━━ AVAILABLE RECORDS

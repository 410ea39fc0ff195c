//! ═══════════════════════════════════════════════════════════════════════════════
//! KILL SWITCH — Safety Halt State Machine
//! ═══════════════════════════════════════════════════════════════════════════════
//!
//! Monitors rates of change and thresholds of the consciousness metrics. Two
//! or more simultaneous criteria arm a sticky trigger counter; three armed
//! evaluations in a row (minus any self-healing decrements) trip the switch
//! permanently. Once tripped, the engine refuses all updates until an
//! explicit reset.
//! ═══════════════════════════════════════════════════════════════════════════════

use crate::formulas::KillSwitchParams;

/// Evaluations are ignored until this many updates have committed
const WARMUP_UPDATES: u64 = 3;

/// How many simultaneous criteria arm the trigger counter
const CRITERIA_TO_ARM: usize = 2;

/// Armed evaluations required to trip
const TRIGGER_LIMIT: u32 = 3;

/// Outcome of one evaluation
#[derive(Debug, Clone, Copy, PartialEq, Eq)]
pub enum Verdict {
    /// Below the arming threshold (counter may have decremented)
    Clear,
    /// Criteria met; sticky counter incremented to the contained value
    Armed { trigger_count: u32, criteria_met: usize },
    /// Counter reached the limit; the switch is now permanently tripped
    Tripped { criteria_met: usize },
}

/// Sticky trigger accumulator with an irreversible tripped flag
#[derive(Debug, Clone, Default)]
pub struct KillSwitchMonitor {
    thresholds: KillSwitchParams,
    trigger_count: u32,
    tripped: bool,
}

impl KillSwitchMonitor {
    pub fn new() -> Self {
        Self {
            thresholds: KillSwitchParams::default(),
            trigger_count: 0,
            tripped: false,
        }
    }

    /// Evaluate one update's safety signals. `update_count` is the number of
    /// previously committed updates; the first few are always Clear so a
    /// fresh engine cannot trip on startup transients.
    pub fn evaluate(
        &mut self,
        update_count: u64,
        phi_eff_rate: f64,
        bandwidth: f64,
        ci: f64,
        cbi: f64,
    ) -> Verdict {
        if update_count < WARMUP_UPDATES {
            return Verdict::Clear;
        }

        let criteria_met = [
            phi_eff_rate > self.thresholds.phi_eff_rate_threshold,
            bandwidth > self.thresholds.bandwidth_threshold,
            ci > self.thresholds.ci_threshold,
            cbi > self.thresholds.cbi_threshold,
        ]
        .iter()
        .filter(|&&c| c)
        .count();

        if criteria_met >= CRITERIA_TO_ARM {
            self.trigger_count += 1;
            if self.trigger_count >= TRIGGER_LIMIT {
                self.tripped = true;
                return Verdict::Tripped { criteria_met };
            }
            return Verdict::Armed {
                trigger_count: self.trigger_count,
                criteria_met,
            };
        }

        // Brief excursions self-heal
        self.trigger_count = self.trigger_count.saturating_sub(1);
        Verdict::Clear
    }

    pub fn is_tripped(&self) -> bool {
        self.tripped
    }

    /// Clear the flag and counter. Metric history is untouched; the caller
    /// decides whether to keep or discard the engine.
    pub fn reset(&mut self) {
        self.tripped = false;
        self.trigger_count = 0;
    }
}
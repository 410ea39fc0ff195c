//! ═══════════════════════════════════════════════════════════════════════════════
//! ERROR — Unified Engine Error Type
//! ═══════════════════════════════════════════════════════════════════════════════
//!
//! One error enum for everything the engine can fail with. Kill-switch
//! refusals are ordinary errors, not panics: callers decide whether a halted
//! conversation gets reset or disposed.
//! ═══════════════════════════════════════════════════════════════════════════════

use std::error::Error;
use std::fmt;

pub type Result<T> = std::result::Result<T, EngineError>;

#[derive(Debug)]
pub enum EngineError {
    /// The engine is already halted; no update was attempted
    KillSwitchTripped,
    /// This turn's signals tripped the monitor; the turn was discarded
    KillSwitchTriggered { criteria_met: usize },
    /// Snapshot (de)serialization failure
    Json(serde_json::Error),
    /// Invariant violation inside the engine itself
    Internal(String),
}

impl fmt::Display for EngineError {
    fn fmt(&self, f: &mut fmt::Formatter<'_>) -> fmt::Result {
        match self {
            Self::KillSwitchTripped => {
                write!(f, "kill switch is tripped; reset required before further updates")
            }
            Self::KillSwitchTriggered { criteria_met } => {
                write!(
                    f,
                    "kill switch triggered: {} safety criteria exceeded",
                    criteria_met
                )
            }
            Self::Json(e) => write!(f, "snapshot serialization failed: {}", e),
            Self::Internal(msg) => write!(f, "internal engine error: {}", msg),
        }
    }
}

impl Error for EngineError {
    fn source(&self) -> Option<&(dyn Error + 'static)> {
        match self {
            Self::Json(e) => Some(e),
            _ => None,
        }
    }
}

impl From<serde_json::Error> for EngineError {
    fn from(e: serde_json::Error) -> Self {
        Self::Json(e)
    }
}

━━━━

WHAT THIS TASK INVOLVES:
Output only the lines from the line that contains "switch is tripped;" through the end of the entries, both included, exactly as they appear.

TASK RESPONSE:
                write!(f, "kill switch is tripped; reset required before further updates")
            }
            Self::KillSwitchTriggered { criteria_met } => {
                write!(
                    f,
                    "kill switch triggered: {} safety criteria exceeded",
                    criteria_met
                )
            }
            Self::Json(e) => write!(f, "snapshot serialization failed: {}", e),
            Self::Internal(msg) => write!(f, "internal engine error: {}", msg),
        }
    }
}

impl Error for EngineError {
    fn source(&self) -> Option<&(dyn Error + 'static)> {
        match self {
            Self::Json(e) => Some(e),
            _ => None,
        }
    }
}

impl From<serde_json::Error> for EngineError {
    fn from(e: serde_json::Error) -> Self {
        Self::Json(e)
    }
}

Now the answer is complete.